Lately, lots of off-the-wall submissions. Definitely feels like end of days. And as always they evoke a spectrum of feelings and reactions in me. First, self-pity. Why me? Why do I get these letters and why do I feel I have to answer. Next, annoyance. Can you not be bothered to do a a simple Google search and discover that I’m not interested in self-help, how-to, sci-fi, fantasy, new age and books on spirituality? Books on spirituality in particular enrage me. Then there’s the writing thing. Most people who get published work at their writing for YEARS. These query letters generally come from people who just turned on an Apple for the first time and believe that whatever comes out deserves to be published. Then there are the letters that say something flattering about my books, this blog, clients whose work they love. These letters touch me a little, but I also know the compliments are in the service of self-interest. When I do workshops, someone invariably asks whether pitch letters matter that much in the scheme of things. For me, they determine whether I will read the manuscript, so yeah they totally matter. They are like the bouncer outside of a club.

I’m happy to critique your pitch letters here if anyone wants to post. The more opinions the better.

 

19 Responses

  1. I genuinely love Patti Smith— you know, just for the future record. If there is one.

  2. Most how to/trade/books and standard articles on crafting pitch letters/emails/queries to literary agents/editors in general — advise and or encourage crafting the letter to include building some sort of a connection, re: citing familiarity with agent’s other writers/clients/blog. Or if you attended a workshop, or networking/panel event — cite when/where to jog memory if possible, and if you read their book, to note that as well, perhaps including a cite to the text. So these folks may just be following this type of generic — how to formula. I’ve read this advice, over and over, for the last 30 years, but it always felt a bit artificial, to me.

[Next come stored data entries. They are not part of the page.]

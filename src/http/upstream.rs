//! Outbound transport.
//!
//! # Responsibilities
//! - Perform the network round-trip for an already-rewritten request
//! - Report failure and success as mutually exclusive outcomes
//!
//! # Design Decisions
//! - `Upstream` is a trait so the engine can be exercised without a network
//! - HTTPS origins are reached through rustls with the platform's roots
//! - Dropping the returned future cancels the call

use std::sync::Arc;
use std::time::Duration;

use async_trait::async_trait;
use axum::body::Body;
use axum::http::{Request, Response, Version};
use hyper_rustls::HttpsConnector;
use hyper_util::{
    client::legacy::{connect::HttpConnector, Client},
    rt::TokioExecutor,
};

use crate::config::TimeoutConfig;

type BoxError = Box<dyn std::error::Error + Send + Sync>;

/// Outbound call failure.
#[derive(Debug, thiserror::Error)]
pub enum UpstreamError {
    /// The connection could not be established (refused, DNS, TLS).
    #[error("connection to upstream failed: {0}")]
    Connect(#[source] BoxError),

    /// The connection was established but the exchange failed.
    #[error("upstream exchange failed: {0}")]
    Transport(#[source] BoxError),
}

impl UpstreamError {
    pub fn connect(error: impl Into<BoxError>) -> Self {
        UpstreamError::Connect(error.into())
    }

    pub fn transport(error: impl Into<BoxError>) -> Self {
        UpstreamError::Transport(error.into())
    }
}

impl From<hyper_util::client::legacy::Error> for UpstreamError {
    fn from(error: hyper_util::client::legacy::Error) -> Self {
        if error.is_connect() {
            UpstreamError::connect(error)
        } else {
            UpstreamError::transport(error)
        }
    }
}

/// Performs the actual network round-trip.
#[async_trait]
pub trait Upstream: Send + Sync {
    async fn forward(&self, request: Request<Body>) -> Result<Response<Body>, UpstreamError>;
}

/// Hyper client reaching `http` and `https` origins.
#[derive(Clone)]
pub struct HyperUpstream {
    client: Client<HttpsConnector<HttpConnector>, Body>,
}

impl HyperUpstream {
    pub fn new(timeouts: &TimeoutConfig) -> Result<Self, std::io::Error> {
        let mut http = HttpConnector::new();
        http.enforce_http(false);
        http.set_connect_timeout(Some(Duration::from_secs(timeouts.connect_secs)));

        let builder = match hyper_rustls::HttpsConnectorBuilder::new()
            .with_provider_and_native_roots(rustls::crypto::ring::default_provider())
        {
            Ok(builder) => builder,
            Err(e) => {
                tracing::warn!(error = %e, "No native root certificates, https origins will fail verification");
                hyper_rustls::HttpsConnectorBuilder::new().with_tls_config(empty_roots_config()?)
            }
        };

        let https = builder
            .https_or_http()
            .enable_http1()
            .wrap_connector(http);

        let client = Client::builder(TokioExecutor::new()).build(https);
        Ok(Self { client })
    }
}

fn empty_roots_config() -> Result<rustls::ClientConfig, std::io::Error> {
    let config = rustls::ClientConfig::builder_with_provider(Arc::new(
        rustls::crypto::ring::default_provider(),
    ))
    .with_safe_default_protocol_versions()
    .map_err(std::io::Error::other)?
    .with_root_certificates(rustls::RootCertStore::empty())
    .with_no_client_auth();
    Ok(config)
}

#[async_trait]
impl Upstream for HyperUpstream {
    async fn forward(&self, mut request: Request<Body>) -> Result<Response<Body>, UpstreamError> {
        // Origins are spoken to over HTTP/1.1 whatever the inbound protocol was.
        *request.version_mut() = Version::HTTP_11;
        let response = self.client.request(request).await?;
        Ok(response.map(Body::new))
    }
}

    • IT’s good advice, but the familiarity etc. needs to be genuine and not generic. And yes mention where you met the agent. Maybe say something specific about the event.
      I’ve been talking query letters for 30 years. Writers hate them and blame then on not getting through the door. My response is: you’re a writer. It’s your job. You can do it!

  3. That’s a generous offer – if I had something to pitch, I’d certainly go for it.

    And you’re right. Google is their friend and I imagine it can get tiring when it seems as if some want a shortcut and to not do the work. I researched everything I needed to know. It’s how I came across a freelance editor – Ann Patty – by Googling “who edited ELLEN FOSTER,” and that went on to her connecting me with Caroline Upcher (now retired), and on and on. The internet is fantastic if you can siphon through the crap. I also read books on writing – yours for one way back when – and see, that’s totally legit b/c I don’t need an agent. 🙂

  4. I’m stepping in here with a good bit of trepidation. Mea Culpa, I have been one of those dewy-eyed sorts, invoking Ralphie Parker’s confidence as he submitted his Christmas theme assignment, when I sent out queries. And, just as firmly, receiving swift and crushing rejection – if any response at all. Literary agents are gatekeepers with immense power and responsibility. Unless the applicant is a sociopath, I suspect many trying to wedge one toe past the publishing world’s doorway aren’t really trying to make the agent’s job a nightmare. I promise. We are the teenagers stumbling to find the right way to start a conversation, get noticed, ask for that first date. And many of us, to continue the imagery, won’t go to prom.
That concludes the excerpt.